Les guerriers font face à la « mort » en temps de paix
Devoir déclarer son groupe sanguin et être prêt à affronter des victimes à chaque étape : voilà comment les démineurs commencent leur journée de travail.
Tôt un matin d'octobre, de nombreux jeunes hommes et femmes se sont rassemblés dans le quartier 2 de la ville de Cam Lo, à Quang Tri, pour se préparer à une mission de déminage dans les rizières locales.
Tous sont en uniforme et s'affairent à préparer leur équipement avant de partir en mission. À tour de rôle, ils enfilent bottes, truelles, cordes, marqueurs de couleur et détecteurs de métaux.
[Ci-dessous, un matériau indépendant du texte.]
use crate::{require_len, DecodeError};

/// `dataType` values reserved by the fabric itself; anything else names an
/// application-defined payload kind.
pub mod data_type {
    pub const HEARTBEAT: i64 = -1;
    pub const ACK: i64 = -2;
    pub const CONTROL_DATA: i64 = -3;
    pub const WELCOME: i64 = -4;
}

/// One of the reserved [`data_type`] constants, or an application type.
#[derive(Debug, Clone, Copy, PartialEq, Eq)]
pub enum DataType {
    Heartbeat,
    Ack,
    ControlData,
    Welcome,
    Application(i64),
}

impl From<i64> for DataType {
    fn from(value: i64) -> Self {
        match value {
            data_type::HEARTBEAT => Self::Heartbeat,
            data_type::ACK => Self::Ack,
            data_type::CONTROL_DATA => Self::ControlData,
            data_type::WELCOME => Self::Welcome,
            other => Self::Application(other),
        }
    }
}

impl From<DataType> for i64 {
    fn from(value: DataType) -> Self {
        match value {
            DataType::Heartbeat => data_type::HEARTBEAT,
            DataType::Ack => data_type::ACK,
            DataType::ControlData => data_type::CONTROL_DATA,
            DataType::Welcome => data_type::WELCOME,
            DataType::Application(id) => id,
        }
    }
}

/// The header every datagram begins with.
#[derive(Debug, Clone, Copy, PartialEq, Eq)]
pub struct CommonHeader {
    pub sender_id: i64,
    pub receiver_id: i64,
    pub data_type: i64,
}

impl CommonHeader {
    pub const ENCODE_LEN: usize = 24;

    #[must_use]
    pub fn encode(&self) -> [u8; Self::ENCODE_LEN] {
        let mut buf = [0u8; Self::ENCODE_LEN];
        buf[0..8].copy_from_slice(&self.sender_id.to_le_bytes());
        buf[8..16].copy_from_slice(&self.receiver_id.to_le_bytes());
        buf[16..24].copy_from_slice(&self.data_type.to_le_bytes());
        buf
    }

    pub fn decode(buf: &[u8]) -> Result<Self, DecodeError> {
        require_len(buf, Self::ENCODE_LEN)?;
        Ok(Self {
            sender_id: i64::from_le_bytes(buf[0..8].try_into().unwrap()),
            receiver_id: i64::from_le_bytes(buf[8..16].try_into().unwrap()),
            data_type: i64::from_le_bytes(buf[16..24].try_into().unwrap()),
        })
    }

    #[must_use]
    pub fn kind(&self) -> DataType {
        DataType::from(self.data_type)
    }
}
L'équipe de déminage du MAG se concentre sur les instructions de ses supérieurs.
Les participants doivent déclarer leur groupe sanguin et connaître les règles de sécurité dans les mines et la gestion des incidents. Sur un terrain considéré comme un champ de bataille, la moindre erreur peut entraîner des pertes humaines.
Le groupe est entré discrètement dans la zone contaminée. Le temps était couvert. La zone à déminer aujourd'hui comprenait quelques rizières de la ville de Cam Lo. Plus tôt, l'équipe de déminage avait trouvé un obus de mortier et deux bombes à fragmentation. Tout le monde s'attendait à ce qu'il y en ait d'autres.
L'équipe de déminage n° 9 du MAG était divisée en petits groupes, chaque groupe étant responsable d'une zone d'environ 50 mètres carrés qui avait été délimitée par des cordes et marquée par des piquets de couleur placés à l'avance par la NPA (Norwegian People's Aid).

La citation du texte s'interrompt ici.